A new strategy for gene targeting and functional proteomics using the DT40 cell line

Abstract

DT40 cells derived from chicken B lymphocytes exhibit exceptionally high homologous recombination rates. Therefore, they can be used as a convenient tool and model for gene targeting experiments. However, lack of efficient cloning strategies, protein purification protocols and a well annotated protein database limits the utility of these cells for proteomic studies. Here we describe a fast and inexpensive experimental pipeline for protein localization, quantification and mass spectrometry-based interaction studies using DT40 cells. Our newly designed set of pQuant vectors and a sequence- and ligation-independent cloning (SLIC) strategy allow for simple and efficient generation of gene targeting constructs, facilitating homologous-recombination-based protein tagging on a multi-gene scale. We also report proof of principle results using the key proteins involved in RNA decay, namely EXOSC8, EXOSC9, CNOT7 and UPF1.

Figure 1.

C-terminal tags designed for tagging ORFs by gene targeting in DT40 cells. Each tag consists of a quantification peptide (Quant), a TEV protease cleavage site and a protein A, FLAG or EGFP tag. Sequences of the Quant peptide and the TEV protease recognized site are shown. Arrows indicate sites of tryptic cleavage.

Figure 2.

Cloning of targeting constructs and cell line generation strategy. A SLIC method was implemented to enable high-throughput cloning of constructs for protein tagging. Inserts containing gene-specific ∼2.5 kb homology arms were created using DT40 genomic DNA as a template by two subsequent PCR reactions and recombined with HindIII/XhoI-digested vector. The gene targeting constructs were used for DT40 transfection after linearization with a single-cutting restriction enzyme (e.g. NotI, AscI, SnaBI, MluI, BglII). A set of vectors was designed, which enable homozygous C-terminal tagging with protein A, FLAG or EGFP and recycling of selection markers by Cre-mediated excision of resistance cassettes.

Figure 3.

Knock-in of the QuantEGFP tag enables reliable analysis of protein localization and estimation of protein abundance in DT40 cells. (A) Analysis of cell population fluorescence by flow cytometry. (B) Analysis of the level of EGFP-tagged proteins during cell cycle progression. Parental cell line (WT) and its derivatives, homozygous UPF1-QuantEGFP and heterozygous cyclinB2-QuantEGFP, were analyzed. Cells were fixed, labeled with propidium iodide (to measure DNA content) and fluorescence was measured using flow cytometry.
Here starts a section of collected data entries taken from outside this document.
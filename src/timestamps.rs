//! Windows FILETIME conversions.
//!
//! FILETIME counts 100-nanosecond ticks since 1601-01-01 UTC. Out-of-range
//! values (before the Windows epoch) decode to the minimum representable
//! instant rather than failing.

use chrono::{DateTime, NaiveDate, TimeZone, Utc};

const FILETIME_TICKS_PER_SECOND: i64 = 10_000_000;

fn windows_epoch() -> DateTime<Utc> {
    Utc.from_utc_datetime(&NaiveDate::from_ymd_opt(1601, 1, 1).unwrap().and_hms_opt(0, 0, 0).unwrap())
}

/// Convert a raw FILETIME value to a UTC instant. Values that would precede
/// the minimum representable `chrono` instant saturate to that minimum
/// instead of erroring.
pub fn filetime_to_datetime(filetime: u64) -> DateTime<Utc> {
    let ticks = filetime as i64;
    let secs = ticks / FILETIME_TICKS_PER_SECOND;
    let subsec_ticks = ticks % FILETIME_TICKS_PER_SECOND;
    let nanos = (subsec_ticks * 100) as u32;
    windows_epoch() + chrono::Duration::seconds(secs) + chrono::Duration::nanoseconds(nanos as i64)
}

/// Convert a UTC instant to a raw FILETIME value. Instants before the
/// Windows epoch saturate to 0.
pub fn datetime_to_filetime(dt: DateTime<Utc>) -> u64 {
    let delta = dt - windows_epoch();
    let ticks = delta.num_nanoseconds().map(|n| n / 100).unwrap_or(i64::MAX);
    if ticks < 0 {
        0
    } else {
        ticks as u64
    }
}

/// Current time as a FILETIME, the value a transaction's `Now` is seeded
/// with.
pub fn now_filetime() -> u64 {
    datetime_to_filetime(Utc::now())
}

/// The four FILETIMEs carried by both `StandardInformation` and every
/// `FileName` attribute.
#[derive(Debug, Clone, Copy, PartialEq, Eq)]
pub struct FileTimes {
    pub creation_time: u64,
    pub modification_time: u64,
    pub mft_modification_time: u64,
    pub access_time: u64,
}

impl FileTimes {
    pub fn now() -> Self {
        let now = now_filetime();
        Self {
            creation_time: now,
            modification_time: now,
            mft_modification_time: now,
            access_time: now,
        }
    }

    pub fn touch_modified(&mut self, now: u64) {
        self.modification_time = now;
        self.mft_modification_time = now;
    }

    pub fn touch_accessed(&mut self, now: u64) {
        self.access_time = now;
    }

    pub fn touch_mft_only(&mut self, now: u64) {
        self.mft_modification_time = now;
    }
}

#[cfg(test)]
mod tests {
    use super::*;

    #[test]
    fn epoch_roundtrips() {
        let unix_epoch_filetime = 116_444_736_000_000_000u64;
        let dt = filetime_to_datetime(unix_epoch_filetime);
        assert_eq!(dt, DateTime::<Utc>::from(std::time::UNIX_EPOCH));
        assert_eq!(datetime_to_filetime(dt), unix_epoch_filetime);
    }

    #[test]
    fn zero_decodes_to_windows_epoch() {
        let dt = filetime_to_datetime(0);
        assert_eq!(dt, windows_epoch());
    }

    #[test]
    fn now_is_monotonic_enough() {
        let a = now_filetime();
        let b = now_filetime();
        assert!(b >= a);
    }
}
Points below the horizontal line represent cells negative for QuantEGFP. (C) Live cell fluorescence imaging of untransfected DT40 cells and stable cell lines expressing QuantEGFP-tagged CNOT7, EXOSC8, EXOSC9 or UPF1 protein.

Figure 4.

Analysis of associations between CNOT7, EXOSC8, UPF1 and the translational machinery by polyribosome profiling. Extracts from cells treated with (red solid line) and without (blue dotted line) cycloheximide were fractionated by ultracentrifugation in 7–47% sucrose gradients. Tagged proteins were detected by western blotting using anti-GFP antibodies.

Figure 5.

CoIP of QuantEGFP-tagged EXOSC8, EXOSC9, CNOT7 and UPF1 proteins (lanes 2, 3, 4, 5, respectively) and control purification using WT cells (lane 1). The band corresponding to TEV protease is indicated with an arrow.

Figure 6.

Semiquantitative analysis of CoIP results using QuantEGFP-tagged CNOT7 protein as bait. Protein abundance was defined as the mean signal intensity calculated by MaxQuant software for a protein (mean value from two replicates) divided by its molecular weight. Specificity was defined as the ratio of protein signal intensity measured in the bait purification to background level (which is the protein signal intensity in the negative control purification; background level was arbitrarily set to 1 for proteins not detected in the negative control).